Detective Inspector Tom Reeves is loaned out from the local Special Branch unit and goes undercover to help Brock and Kolla gather the necessary evidence, his valuable skills seen as an essential ingredient in cracking the case. Even from the preliminary surveillance of the crime scene, it is clear that, like the two girls, at least two of the boys were shot in the head. The problem is that no one has any idea who they were, and there are no missing persons that seem to fit the profile.
The clues pile up and the investigation twists and shifts to arrive at the answer that Brock already knows applies both to Cockpit Lane and to himself. Many of the answers are hidden in the events of 1981 and the Brixton race riots, when Brock was just a rookie cop and where the arrest of a black man led hundred of youths to go on a rampage throughout the streets of South London, hurling petrol bombs at police, burning cars and looting shops in an outbreak of violence that lasted all night.
Soon enough, everyone realizes that something equally terrible happened on that cool April night back in 1981, and for years nobody has known.

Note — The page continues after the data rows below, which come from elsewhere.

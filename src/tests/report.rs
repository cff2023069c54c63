use super::TestUtils;
use crate::config::AnalysisConfig;
use crate::report::{confidence_badge, limit_matches};
use crate::validate::{DocumentFormat, Validator};
use pretty_assertions::assert_eq;

#[test]
fn test_confidence_badge() {
    assert_eq!(confidence_badge(0.95), "95%");
    assert_eq!(confidence_badge(0.8), "80%");
    assert_eq!(confidence_badge(0.0), "0%");
}

#[test]
fn test_limit_matches() {
    let analyzer = TestUtils::analyzer();
    let matches = analyzer.analyze_error("Unexpected token , in JSON at position 25", None);
    assert!(matches.len() >= 3);

    let config = AnalysisConfig {
        max_results: 2,
        min_confidence: 0.0,
        suggest_fixes: true,
    };
    assert_eq!(limit_matches(matches.clone(), &config).len(), 2);

    let config = AnalysisConfig {
        max_results: 0,
        min_confidence: 0.86,
        suggest_fixes: true,
    };
    let kept = limit_matches(matches.clone(), &config);
    assert_eq!(kept.len(), 1);
    assert_eq!(kept[0].error_guide.id, "trailing-comma");
}

#[test]
fn test_render_matches() {
    let analyzer = TestUtils::analyzer();
    let renderer = TestUtils::plain_renderer(true);
    let matches = analyzer.analyze_error(
        "Unexpected token , in JSON at position 25",
        Some(r#"{"a": 1,}"#),
    );

    let output = renderer.matches(&matches);

    assert!(output.starts_with("1. Trailing comma [90%]"));
    assert!(output.contains("via trailing-comma-token"));
    assert!(output.contains("Suggested fix:"));
    assert!(output.contains(r#"{"a": 1}"#));
    assert!(output.contains("keywords: unexpected, token"));
    assert!(output.contains("Bad:"));
}

#[test]
fn test_render_without_examples_or_matches() {
    let renderer = TestUtils::plain_renderer(false);
    let analyzer = TestUtils::analyzer();

    let output = renderer.matches(&analyzer.analyze_error("Unexpected end of JSON input", None));
    assert!(!output.contains("Bad:"));

    assert!(renderer.matches(&[]).contains("No diagnosis available"));
}

#[test]
fn test_render_guide_with_related() {
    let analyzer = TestUtils::analyzer();
    let renderer = TestUtils::plain_renderer(true);
    let guide = analyzer
        .error_guide_by_id("comments-not-allowed")
        .expect("comments guide");
    let related = analyzer.related_errors(guide.id);

    let output = renderer.guide(guide, &related);

    assert!(output.starts_with("Comments are not allowed\n"));
    assert!(output.contains("category: syntax / severity: low"));
    assert!(output.contains("Common causes"));
    assert!(output.contains("  - Unexpected token (unexpected-token)"));
    assert!(!output.contains("json5-syntax"));
}

#[test]
fn test_render_guide_list() {
    let analyzer = TestUtils::analyzer();
    let renderer = TestUtils::plain_renderer(true);
    let guides: Vec<_> = analyzer.all_error_guides().iter().take(2).collect();

    let output = renderer.guide_list(&guides);

    assert_eq!(output.lines().count(), 2);
    assert!(output.contains("trailing-comma    Trailing comma  [syntax, medium]"));
    assert!(renderer.guide_list(&[]).contains("No matching error guides."));
}

#[test]
fn test_render_diagnoses() {
    let analyzer = TestUtils::analyzer();
    let renderer = TestUtils::plain_renderer(false);
    let validator = Validator::new(&analyzer);
    let diagnoses = validator.check_str("data.jsonl", "{}\n[1,]\n", DocumentFormat::Jsonl);

    let output = renderer.diagnoses(&diagnoses, &AnalysisConfig::default());

    assert!(output.starts_with("data.jsonl:2:"));
    assert!(output.contains("trailing comma at line 2"));
    assert!(output.contains("Trailing comma"));
}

Tom is sure that the murders of the three black boys are reminiscent of a "Yardie" killing, a group that is an offshoot of the West Indian gangs who immigrated to the UK in the early
'80s, bringing their guns and their cocaine, and their old rivalries.
While Brock tries to trace the cases back to the events that led to the Brixton riots, Kathy and Tom try to make progress in unraveling who may have been responsible for the killings of the two girls. When traces of semen are found in one of the girl's mouths, it looks as though the case is solved, especially when they get a DNA sample that matches the profile of local bad boy Teddy Vexx.

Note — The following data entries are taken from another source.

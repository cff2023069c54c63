use crate::error::DoctorError;
use crate::theme::ThemeOverrides;
use anyhow::Result;
use directories::ProjectDirs;
use serde::{Deserialize, Serialize};
use std::fs;
use std::path::{Path, PathBuf};

#[derive(Debug, Serialize, Deserialize, Clone, Default, PartialEq)]
pub struct Config {
    #[serde(default)]
    pub analysis: AnalysisConfig,
    #[serde(default)]
    pub display: DisplayConfig,
}

#[derive(Debug, Serialize, Deserialize, Clone, PartialEq)]
#[serde(default)]
pub struct AnalysisConfig {
    /// Matches shown per diagnosis; 0 shows all of them.
    pub max_results: usize,
    pub min_confidence: f64,
    pub suggest_fixes: bool,
}

impl Default for AnalysisConfig {
    fn default() -> Self {
        Self {
            max_results: 5,
            min_confidence: 0.0,
            suggest_fixes: true,
        }
    }
}

#[derive(Debug, Serialize, Deserialize, Clone, PartialEq)]
#[serde(default)]
pub struct DisplayConfig {
    pub color_output: bool,
    pub theme: ThemeName,
    pub show_examples: bool,
    /// `[display.colors]`: per-element replacements for the preset's colors.
    pub colors: ThemeOverrides,
}

impl Default for DisplayConfig {
    fn default() -> Self {
        Self {
            color_output: true,
            theme: ThemeName::Dark,
            show_examples: true,
            colors: ThemeOverrides::default(),
        }
    }
}

#[derive(Debug, Serialize, Deserialize, Clone, Copy, PartialEq, Eq)]
#[serde(rename_all = "lowercase")]
pub enum ThemeName {
    Dark,
    Light,
    Monochrome,
}

impl Config {
    pub fn create_default(path: &Path) -> Result<()> {
        let content = toml::to_string_pretty(&Config::default()).map_err(DoctorError::from)?;
        if let Some(parent) = path.parent() {
            fs::create_dir_all(parent)?;
        }
        fs::write(path, content)?;
        Ok(())
    }

    pub fn load(path: &Path) -> Result<Self> {
        let content = fs::read_to_string(path)?;
        let config: Config = toml::from_str(&content).map_err(DoctorError::from)?;
        config.validate()?;
        Ok(config)
    }

    /// Load `path` if it exists, otherwise fall back to the defaults.
    pub fn load_or_default(path: &Path) -> Result<Self> {
        if path.exists() {
            Self::load(path)
        } else {
            tracing::debug!(path = %path.display(), "no config file, using defaults");
            Ok(Self::default())
        }
    }

    fn validate(&self) -> Result<(), DoctorError> {
        if !(0.0..=1.0).contains(&self.analysis.min_confidence) {
            return Err(DoctorError::ConfigError(format!(
                "analysis.min_confidence must be between 0 and 1, got {}",
                self.analysis.min_confidence
            )));
        }
        Ok(())
    }
}

pub fn get_config_path() -> Result<PathBuf> {
    let proj_dirs = ProjectDirs::from("com", "json-doctor", "json-doctor")
        .ok_or_else(|| anyhow::anyhow!("Could not determine config directory"))?;

    Ok(proj_dirs.config_dir().join("config.toml"))
}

The current big shot of the neighborhood, Vexx is part owner of the local Jamaica Omnibus Club and has long been suspected of selling drugs and maybe even running a crack laboratory from his other businesses in the area. There is, however, a far more sinister suspect who raises his ugly head in the form of Edward "Spider" Roach. Roach, now a wealthy and respectable businessman, was once a powerful underworld figure, his gang holding an iron grip on this part of London.

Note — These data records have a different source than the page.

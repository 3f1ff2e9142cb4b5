//! Crate error type
//!
//! Case-level failures (missing inputs, empty document sets) are reported and
//! skipped by the batch driver; document-level failures are isolated per PDF.

use std::path::PathBuf;
use thiserror::Error;

pub type Result<T> = std::result::Result<T, DocsiftError>;

#[derive(Debug, Error)]
pub enum DocsiftError {
    /// Persona/job definition or documents folder absent for a case
    #[error("case '{case}' is missing {what}")]
    MissingInput { case: String, what: String },

    #[error("case '{case}' has no PDF files in {}", dir.display())]
    EmptyDocumentSet { case: String, dir: PathBuf },

    #[error("failed to write {}: {source}", path.display())]
    Persistence {
        path: PathBuf,
        #[source]
        source: std::io::Error,
    },

    /// A single document could not be opened or read
    #[error("layout extraction failed for '{document}': {message}")]
    Layout { document: String, message: String },

    #[error("embedding failed: {0}")]
    Embedding(String),

    #[error("similarity index error: {0}")]
    Index(String),

    #[error("invalid configuration: {0}")]
    Config(String),

    #[error(transparent)]
    Io(#[from] std::io::Error),

    #[error(transparent)]
    Json(#[from] serde_json::Error),
}

impl DocsiftError {
    /// True for errors that skip a whole case rather than a single document
    pub fn is_case_skip(&self) -> bool {
        matches!(
            self,
            DocsiftError::MissingInput { .. } | DocsiftError::EmptyDocumentSet { .. }
        )
    }
}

If Roach is somehow connected to both crimes, how could he suddenly return to his same old haunts and repeat his actions in almost the same place? More central to the mystery is how a wealthy and respectable older man
could be physically involved in the murder of two kids. Also, what role does local member of
Parliament Michael Grant play in all this? Grant is convinced that the Roaches are still operating in partnership with local black gangs, but is Grant really all that he appears to be?
Author Barry Maitland delves deep into the rarified inner London world of guns, drugs, and oral rapists as he builds a subtle kind of suspense that gradually moves back in time to that dark night in 1981. It is here, with his memories unfolding, that Brock must deal with his feelings for Cockpit Lane, and as the case unfolds he finds himself blindsided by the intensity of the memories it evokes, these powerful feelings he long ago thought were locked up tight.
When both murder inquiries approach a turning point, the evidence begins to swing Brock and Kolla's random searching into more deliberate directions. The author's foreshadowing of a violent act provides the climax to the story as he peels away the layers of duplicity of organized crime and how it has been masquerading as legitimate British businesses. In the end, this suspenseful, atmospheric novel delves deep into the dark underworld of inner London and reveals a chilling landscape of long-buried memories and old scores that are just aching to be settled.